Matriarcato, termine da chiarire
Parlare di matriarcato non significa semplicemente sostituire il patriarcato con il matriarcato, si tratta invece di ripercorrere un cammino di interpretazione della storia passata in vista di una storia futura totalmente altra da quella che conosciamo fino ad oggi. Parlare di matriarcato, nell’ambito di un’archeologia sia sociale che religiosa, significa innanzitutto riscattare il sapere economico, politico, sociale e culturale di quelle società gestite e sostenute da donne. In principio c’erano le madri, sia come generatrici di vita sia come presenza attiva nella costruzione di società pacifiche, radicate nei valori materni di cura e di sostegno dell’esistenza di donne e uomini, animali e piante. Le società matriarcali generavano un’economia di relazione: le donne erano custodi dei beni e della loro ridistribuzione, mentre gli uomini erano occupati nella caccia e nella difesa dei territori, usando strumenti di difesa e di morte. Le donne si prendevano cura delle persone, per lo più dei piccoli e degli anziani che restavano al villaggio. Non solo dovevano conoscere la commestibilità dei frutti della terra ma anche le proprietà delle piante medicinali, e coltivare e custodire la terra. Si trattava dunque di un sapere esperienziale e di cura del corpo e dell’anima che abita la vita.
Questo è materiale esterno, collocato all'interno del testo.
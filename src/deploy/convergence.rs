// ABOUTME: The List+Watch convergence loop that drives a deployment to completion.
// ABOUTME: Creates Pods as dependencies allow and stops once every app is Ready or Completed.

use super::app::{App, AppRegistry};
use super::cancellable;
use super::error::DeployError;
use super::fs::Filesystem;
use super::host_alias::HostAliasCoordinator;
use super::image::ImagePipeline;
use super::logs::LogSupervisor;
use super::manifest::{Environment, service_of};
use super::scheduler::Scheduler;
use super::status::{AppStatus, observe_pod, running_containers};
use crate::cluster::ClusterOps;
use crate::config::Config;
use crate::diagnostics::{Diagnostics, Warning};
use crate::output::Reporter;
use crate::runtime::DockerOps;
use futures::StreamExt;
use futures::future::try_join_all;
use k8s_openapi::api::core::v1::Pod;
use kube::api::WatchEvent;
use parking_lot::Mutex;
use std::collections::BTreeMap;
use std::sync::Arc;
use tokio::task::JoinSet;
use tokio_util::sync::CancellationToken;

/// How a run behaves once its apps converge.
#[derive(Debug, Clone, Default)]
pub struct RunOptions {
    /// Return as soon as every app converged instead of following logs.
    pub detach: bool,
}

/// Final state of a successful run.
#[derive(Debug, Clone)]
pub struct RunSummary {
    pub statuses: BTreeMap<String, AppStatus>,
    pub warnings: Vec<Warning>,
}

/// The external services a run talks to.
pub struct Backends {
    pub docker: Arc<dyn DockerOps>,
    pub cluster: Arc<dyn ClusterOps>,
    pub fs: Arc<dyn Filesystem>,
    pub reporter: Arc<dyn Reporter>,
}

pub struct Orchestrator {
    registry: Arc<AppRegistry>,
    environment: Environment,
    cluster: Arc<dyn ClusterOps>,
    reporter: Arc<dyn Reporter>,
    pipeline: Arc<ImagePipeline>,
    host_aliases: Arc<HostAliasCoordinator>,
    diagnostics: Arc<Mutex<Diagnostics>>,
    cancel: CancellationToken,
    options: RunOptions,
}

impl Orchestrator {
    /// # Errors
    ///
    /// `DeployError::Config` when the configuration lacks a valid environment ID.
    pub fn new(
        config: &Config,
        backends: Backends,
        options: RunOptions,
        cancel: CancellationToken,
    ) -> Result<Self, DeployError> {
        let environment_id = config
            .environment_id()
            .map_err(|e| DeployError::Config(e.to_string()))?
            .to_string();
        let settings = config.settings.clone();
        let environment = Environment::new(settings.environment_label.clone(), environment_id.clone());
        let diagnostics = Arc::new(Mutex::new(Diagnostics::default()));

        let pipeline = ImagePipeline::new(
            backends.docker,
            backends.fs,
            backends.reporter.clone(),
            diagnostics.clone(),
            settings,
            environment_id.clone(),
            cancel.clone(),
        );
        let host_aliases =
            HostAliasCoordinator::new(backends.cluster.clone(), environment.clone(), cancel.clone());

        Ok(Self {
            registry: Arc::new(AppRegistry::new(config, &environment_id)),
            environment,
            cluster: backends.cluster,
            reporter: backends.reporter,
            pipeline: Arc::new(pipeline),
            host_aliases: Arc::new(host_aliases),
            diagnostics,
            cancel,
            options,
        })
    }

    pub fn environment(&self) -> &Environment {
        &self.environment
    }

    /// Warnings collected so far, including those of a failed run.
    pub fn warnings(&self) -> Vec<Warning> {
        self.diagnostics.lock().warnings().to_vec()
    }

    /// Deploy every app and wait until all of them are Ready or Completed.
    ///
    /// Unless detached, keeps following container logs afterwards until the
    /// streams end or the run is cancelled.
    pub async fn run(&self) -> Result<RunSummary, DeployError> {
        let mut background = self.spawn_preparation();
        let mut logs = LogSupervisor::new(
            self.cluster.clone(),
            self.reporter.clone(),
            self.diagnostics.clone(),
            self.cancel.clone(),
            self.registry.iter().map(|app| app.name().as_str()),
        );
        let mut scheduler = Scheduler::new(self.registry.dependency_map());

        let result = self.converge(&mut scheduler, &mut background, &mut logs).await;
        background.abort_all();
        if let Err(e) = result {
            logs.abort();
            return Err(e);
        }

        tracing::info!(apps = self.registry.len(), "all apps converged");
        if !self.options.detach {
            logs.wait().await;
        }

        let statuses = self
            .registry
            .iter()
            .map(|app| {
                let name = app.name().to_string();
                let status = scheduler.status(&name);
                (name, status)
            })
            .collect();
        Ok(RunSummary {
            statuses,
            warnings: self.warnings(),
        })
    }

    /// Start image preparation and Service creation for every app right away.
    fn spawn_preparation(&self) -> JoinSet<Result<(), DeployError>> {
        let mut tasks = JoinSet::new();
        for app in self.registry.iter() {
            let pipeline = self.pipeline.clone();
            let app = app.clone();
            tasks.spawn(async move {
                pipeline.image_info(&app).await?;
                pipeline.volume_init_image(&app).await?;
                Ok(())
            });
        }
        let host_aliases = self.host_aliases.clone();
        let registry = self.registry.clone();
        tasks.spawn(async move { host_aliases.host_aliases(&registry).await.map(|_| ()) });
        tasks
    }

    async fn converge(
        &self,
        scheduler: &mut Scheduler,
        background: &mut JoinSet<Result<(), DeployError>>,
        logs: &mut LogSupervisor,
    ) -> Result<(), DeployError> {
        self.create_admitted(scheduler).await?;

        let selector = self.environment.selector();
        let listing = cancellable(&self.cancel, self.cluster.list_pods(&selector)).await?;
        let listed = listing
            .items
            .iter()
            .filter(|pod| self.tracked_app(pod, scheduler).is_some())
            .count();
        if listed < scheduler.created().len() {
            return Err(DeployError::ExternallyModified(format!(
                "listed {} of {} pods created for this environment",
                listed,
                scheduler.created().len()
            )));
        }
        for pod in &listing.items {
            self.observe(scheduler, pod, logs)?;
        }
        self.create_admitted(scheduler).await?;

        if scheduler.all_converged() {
            return Ok(());
        }

        let mut events = cancellable(
            &self.cancel,
            self.cluster.watch_pods(&selector, &listing.resource_version),
        )
        .await?;
        while !scheduler.all_converged() {
            let event = tokio::select! {
                _ = self.cancel.cancelled() => return Err(DeployError::Cancelled),
                Some(done) = background.join_next() => {
                    // Preparation failures surface here before any Pod needs them.
                    match done {
                        Ok(Ok(())) => {}
                        Ok(Err(e)) => return Err(e),
                        Err(e) if e.is_panic() => {
                            tracing::error!("preparation task panicked: {}", e);
                            return Err(DeployError::TaskPanicked(e.to_string()));
                        }
                        Err(_) => {}
                    }
                    continue;
                }
                event = events.next() => event,
            };

            match event {
                None => return Err(DeployError::WatchClosed("pods")),
                Some(Err(e)) => return Err(e.into()),
                Some(Ok(WatchEvent::Added(pod) | WatchEvent::Modified(pod))) => {
                    self.observe(scheduler, &pod, logs)?;
                    self.create_admitted(scheduler).await?;
                }
                Some(Ok(WatchEvent::Deleted(pod))) => {
                    if let Some(app) = self.tracked_app(&pod, scheduler) {
                        return Err(DeployError::ExternallyModified(format!(
                            "pod of {} was deleted",
                            app.name()
                        )));
                    }
                }
                Some(Ok(WatchEvent::Bookmark(_))) => {}
                Some(Ok(WatchEvent::Error(e))) => {
                    return Err(DeployError::UnexpectedEvent(e.message));
                }
            }
        }
        Ok(())
    }

    /// Fold one Pod observation into the scheduler.
    fn observe(
        &self,
        scheduler: &mut Scheduler,
        pod: &Pod,
        logs: &mut LogSupervisor,
    ) -> Result<(), DeployError> {
        let Some(app) = service_of(&pod.metadata).and_then(|name| self.registry.get(name)) else {
            return Ok(());
        };
        let name = app.name().to_string();
        let observed = observe_pod(pod)?;
        if scheduler.observe(&name, observed) {
            tracing::info!(app = %name, status = %scheduler.status(&name), "status changed");
            self.reporter.status(&name, scheduler.status(&name));
        }

        if !self.options.detach
            && let Some(pod_name) = pod.metadata.name.as_deref()
        {
            for container in running_containers(pod) {
                logs.follow(&name, pod_name, &container);
            }
        }
        Ok(())
    }

    /// Create Pods for every newly admitted app, concurrently.
    async fn create_admitted(&self, scheduler: &mut Scheduler) -> Result<(), DeployError> {
        let admitted: Vec<Arc<App>> = scheduler
            .admit()
            .iter()
            .filter_map(|name| self.registry.get(name).cloned())
            .collect();
        if admitted.is_empty() {
            return Ok(());
        }

        try_join_all(admitted.iter().map(|app| self.create_pod(app))).await?;
        for app in &admitted {
            scheduler.mark_created(app.name().as_str());
        }
        Ok(())
    }

    async fn create_pod(&self, app: &App) -> Result<(), DeployError> {
        let image = self.pipeline.image_info(app).await?;
        let volume_init = self.pipeline.volume_init_image(app).await?;
        let host_aliases = self.host_aliases.host_aliases(&self.registry).await?;

        let pod = self
            .environment
            .pod(app, &image, volume_init.as_deref(), &host_aliases)?;
        match cancellable(&self.cancel, self.cluster.create_pod(&pod)).await {
            Ok(()) => {
                tracing::info!(app = %app.name(), pod = app.object_name(), "created pod");
                Ok(())
            }
            Err(DeployError::Cluster(e)) if e.is_already_exists() => {
                tracing::debug!(pod = app.object_name(), "pod already exists");
                Ok(())
            }
            Err(e) => Err(e),
        }
    }

    /// The app a Pod belongs to, if its Pod was created in this run.
    fn tracked_app(&self, pod: &Pod, scheduler: &Scheduler) -> Option<&Arc<App>> {
        service_of(&pod.metadata)
            .filter(|name| scheduler.is_created(name))
            .and_then(|name| self.registry.get(name))
    }
}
Il Neolitico è testimone di società non gerarchiche a discendenza matrilineare. La casa era il centro in cui convergevano le differenti energie sociali; luogo del processo decisionale ma anche formativo-culturale, spazio della tradizione narrativa di saperi diversi, da madre a figlia, da anziana a giovane. Un sapere colto persino dalla natura. La metodologia politica era quella del consenso, e anche lo spazio esterno era “casa del Mistero”. Sembra dunque normale che in una simile realtà emerga un divino femminile, una “Dea” e non un “Dio” a immagine dei maschi.
Ispirazione per il presente
Lettrici e lettori forse si domanderanno perché fare memoria di società così lontane e differenti dalla nostra. A me questo appare prezioso perché ci ricorda che, in quanto donne, è doveroso recuperare il passato e reinterpretarlo. Non si tratta di partire da zero o arrampicarci sugli specchi per sostenere nuove ipotesi, ma di recuperare quell’esperienza che con il passare del tempo è stata ignorata, diventando assolutamente inedita. La memoria dell’esistenza di società pacifiche, dunque non violente anche nei confronti dell’ambiente, dissipa l’ignoranza nelle donne e negli uomini di oggi, giovani e meno giovani. È sapienza recuperata dalle tracce del passato, in un momento storico in cui certi atteggiamenti sembrano soffrire di antiche epidemie maschiliste. Significa anche riuscire a superare una lettura della storia passata vista solo da chi pensa di essere l’unico a poterla gestire, ispirando anche nuove visioni per il futuro. Ma l’importanza di questa memoria è soprattutto mostrare al mondo contemporaneo la pratica socio-politica delle donne, ovvero di coloro che non solo sono nate donne ma lo sono diventate – come direbbe Simone de Beauvoir – nelle loro più intime e reali trasformazioni; una pratica molto diversa da quella che ha imperato fino ad oggi, spargendo violenza, morte, distruzione, esclusione e gerarchizzazione della società e della vita.